A SIP network comprises entities that can participate in a dialog as a client, server, or both. SIP supports four types of entities: user agent, proxy server, redirect server, and registrar. User agents initiate and terminate dialogs by exchanging messages with other SIP entities. A user agent can be a user agent client (“UAC”), which is a device that initiates SIP requests, or a user agent server (“UAS”), which is a device that receives SIP requests and responds to such requests. As examples, “IP-telephones,” personal digital assistants, and any other type of computing device may be user agents. A device can be a UAC in one dialog and a UAS in another, or may change roles during the dialog. A proxy server is a device that acts as a server to clients and a client to servers. In so doing, proxy servers intercept, interpret, or forward messages between UACs and UASs. A redirect server is a device that accepts a SIP request and generates a response directing the UAC that sent the request to contact an alternate network resource. A registrar is a server that accepts registration information from user agents and informs a location service of the received registration information.

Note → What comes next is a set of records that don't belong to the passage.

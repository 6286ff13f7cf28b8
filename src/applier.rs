/*
    Copyright © 2023, ParallelChain Lab
    Licensed under the Apache License, Version 2.0: http://www.apache.org/licenses/LICENSE-2.0
*/

//! The pluggable application logic that turns linearized writer nodes into view content.
//!
//! ## Applying
//!
//! A base calls [`Applier::apply`] once per atomic group of linearized nodes that carry a value,
//! in linearized order. `apply` must be a deterministic function of the batch, the current view
//! content, and the System state visible through [`ApplyCalls`]: every peer of a base runs it over
//! the same order and must produce identical views.
//!
//! `apply` may be called again for nodes it has already seen. When new nodes reorder the
//! unconfirmed suffix, the base truncates the views (and the System) back to before the first
//! reordered node and applies the new order, so `apply` must not have side effects outside of
//! the views and the System.
//!
//! ## Membership
//!
//! Writers are added to and removed from a base by `apply` itself, through [`ApplyCalls`]. Like
//! view content, membership changes are part of the linearized history: they are undone with the
//! nodes that caused them.

use std::collections::BTreeSet;

use crate::{
    append_log::{AppendLog, AppendLogError},
    local_state::pluggables::KVStore,
    system::{types::SystemInfo, SystemError, SystemView},
    types::{
        data_types::{Head, LogKey},
        indexer_set::IndexerSet,
    },
    view::Views,
};

pub trait Applier: Send + 'static {
    /// Names of the views the applier writes to. Must not change over the lifetime of a base.
    fn views(&self) -> Vec<String>;

    fn apply<K: KVStore, L: AppendLog>(
        &mut self,
        batch: &[ApplyNode],
        views: &mut Views<L>,
        base: &mut ApplyCalls<K, L>,
    ) -> Result<(), ApplyError>;
}

/// One linearized node, as handed to [`Applier::apply`].
#[derive(Clone, PartialEq, Eq, Debug)]
pub struct ApplyNode {
    /// Whether the node's position in the order is final.
    pub indexed: bool,
    pub from: LogKey,
    /// 1-based position of the node in its writer's log.
    pub length: u64,
    pub value: Vec<u8>,
    pub heads: Vec<Head>,
    pub optimistic: bool,
}

/// Effects of host calls that the apply state acts on after `apply` returns.
#[derive(Default)]
pub(crate) struct ApplyEffects {
    pub(crate) acked: BTreeSet<LogKey>,
    pub(crate) added: Vec<(LogKey, bool)>,
    pub(crate) removed: Vec<LogKey>,
    pub(crate) interrupt: Option<String>,
}

/// Calls into the base that are available inside [`Applier::apply`].
pub struct ApplyCalls<'a, K: KVStore, L: AppendLog> {
    system: &'a mut SystemView<K, L>,
    effects: &'a mut ApplyEffects,
    indexed_system_length: u64,
}

impl<'a, K: KVStore, L: AppendLog> ApplyCalls<'a, K, L> {
    pub(crate) fn new(
        system: &'a mut SystemView<K, L>,
        effects: &'a mut ApplyEffects,
        indexed_system_length: u64,
    ) -> Self {
        Self {
            system,
            effects,
            indexed_system_length,
        }
    }

    /// Add `key` as a writer, or change whether it is an indexer.
    pub fn add_writer(&mut self, key: &LogKey, indexer: bool) -> Result<(), ApplyError> {
        if self.system.add_writer(key, indexer)? {
            self.effects.added.push((*key, indexer));
        }
        self.effects.acked.insert(*key);
        Ok(())
    }

    /// Whether `key` can be removed: it is a member, and it is not the last indexer.
    pub fn removeable(&self, key: &LogKey) -> Result<bool, ApplyError> {
        match self.system.get(key)? {
            Some(info) if !info.is_removed => {
                let indexers = self.system.staged_indexers();
                Ok(!(indexers.len() == 1 && indexers.contains(key)))
            }
            _ => Ok(false),
        }
    }

    /// Remove `key` from the writers. Removing a writer that is not a member does nothing.
    pub fn remove_writer(&mut self, key: &LogKey) -> Result<(), ApplyError> {
        let indexers = self.system.staged_indexers();
        if indexers.len() == 1 && indexers.contains(key) {
            return Err(ApplyError::NotRemovable { writer: *key });
        }
        if self.system.remove_writer(key)? {
            self.effects.removed.push(*key);
        }
        self.effects.acked.remove(key);
        Ok(())
    }

    /// Accept the optimistic node being applied without changing its writer's membership.
    pub fn ack_writer(&mut self, key: &LogKey) {
        self.effects.acked.insert(*key);
    }

    /// Halt the base after this batch. The base is closed with its views as the batch left them,
    /// and the batch is not recorded in the System. Reopening the base truncates the views back to
    /// the indexed length.
    pub fn interrupt(&mut self, reason: impl Into<String>) {
        self.effects.interrupt = Some(reason.into());
    }

    /// Replace the whole indexer set with `indexers`, as agreed at the indexed System length
    /// `length`. Every view then migrates to the new set like after any other indexer change.
    pub fn fork(&mut self, indexers: Vec<LogKey>, length: u64) -> Result<(), ApplyError> {
        if indexers.is_empty() {
            return Err(ApplyError::InvalidFork {
                reason: "empty indexer set".to_string(),
            });
        }
        if length > self.indexed_system_length {
            return Err(ApplyError::InvalidFork {
                reason: format!(
                    "length {} is beyond the indexed System length {}",
                    length, self.indexed_system_length
                ),
            });
        }
        let indexers: IndexerSet = indexers.into_iter().collect();
        self.system.set_indexers(&indexers)?;
        for key in indexers.iter() {
            self.effects.added.push((*key, true));
            self.effects.acked.insert(*key);
        }
        Ok(())
    }

    /// Length of the System that can no longer be reordered. The latest length a fork can name.
    pub fn indexed_system_length(&self) -> u64 {
        self.indexed_system_length
    }

    /// The System state as of the last completed batch.
    pub fn system_info(&self) -> &SystemInfo {
        self.system.info()
    }

    /// Whether `key` is an indexer, including changes made earlier in this batch.
    pub fn is_indexer(&self, key: &LogKey) -> bool {
        self.system.staged_indexers().contains(key)
    }
}

#[derive(Debug)]
pub enum ApplyError {
    /// Removing the writer would leave the base without indexers.
    NotRemovable { writer: LogKey },
    InvalidFork { reason: String },
    ViewNotFound { name: String },
    System(SystemError),
    AppendLog(AppendLogError),
    /// An error raised by the applier itself.
    User(String),
}

impl From<SystemError> for ApplyError {
    fn from(value: SystemError) -> Self {
        ApplyError::System(value)
    }
}
/*
    Copyright © 2023, ParallelChain Lab
    Licensed under the Apache License, Version 2.0: http://www.apache.org/licenses/LICENSE-2.0
*/

//! Local, non-replicated state of a base, persisted in a user-provided key-value store.
//!
//! The System is itself an append log, which makes point lookups of writer entries a backwards scan.
//! To keep lookups on the hot path cheap, a base materializes the writer table of its System log into
//! the [`KVStore`](pluggables::KVStore) provided by the library user, along with a cursor recording
//! which System log (and up to which length) the table reflects. The table can always be rebuilt
//! from the System log, so it never needs to be replicated.

pub mod pluggables;

pub mod variables;

pub mod write_batch;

SIP supports two message types: requests, which are sent from a UAC to a UAS, and responses, which are sent from a UAS to a UAC when responding to a request. A SIP message is composed of three parts. The first part of a SIP message is a “request line,” which includes fields to indicate a message method (e.g., INVITE) and a Request URI that identifies the user or service to which the request is being directed. The second part of a SIP message comprises headers whose values are represented as name-value pairs. The third part of a SIP message is the message's body, which is used to describe the session to be initiated or contain data that relates to the session. Message bodies may appear in requests or responses.


User agents can communicate by sending SIP messages during a SIP dialog. A SIP dialog is a peer-to-peer relationship between two user agents that persists for some time. A dialog may be established when a UAC sends an INVITE request to a UAS and the UAS replies with a 200 OK response.


Applications may employ SIP with a lower-level protocol to send or receive messages. SIP may use lower-level connections to transport a dialog's messages, such as Transmission Control Protocol/Internet Protocol (“TCP/IP”), which are commonly employed transport- and network-layer protocols. Transmission Control Protocol (“TCP”) is a connection-oriented, reliable delivery transport layer protocol. TCP is typically described as a transport layer that provides an interface between an application layer (e.g., an application using SIP) and a network layer. The application layer generally communicates with the TCP layer by sending or receiving a stream of data (e.g., a number of bytes of data). TCP organizes this data stream into segments that can be carried by the protocol employed at the network layer, e.g., the Internet Protocol (“IP”). These segments of data are commonly referred to as “packets,” “frames,” or “messages.” Each message generally comprises a header and payload. The header comprises data necessary for routing and interpreting the message. The payload comprises the actual data that is being sent or received. The application, transport, and network layers, together with other layers, are jointly referred to as a data communications stack.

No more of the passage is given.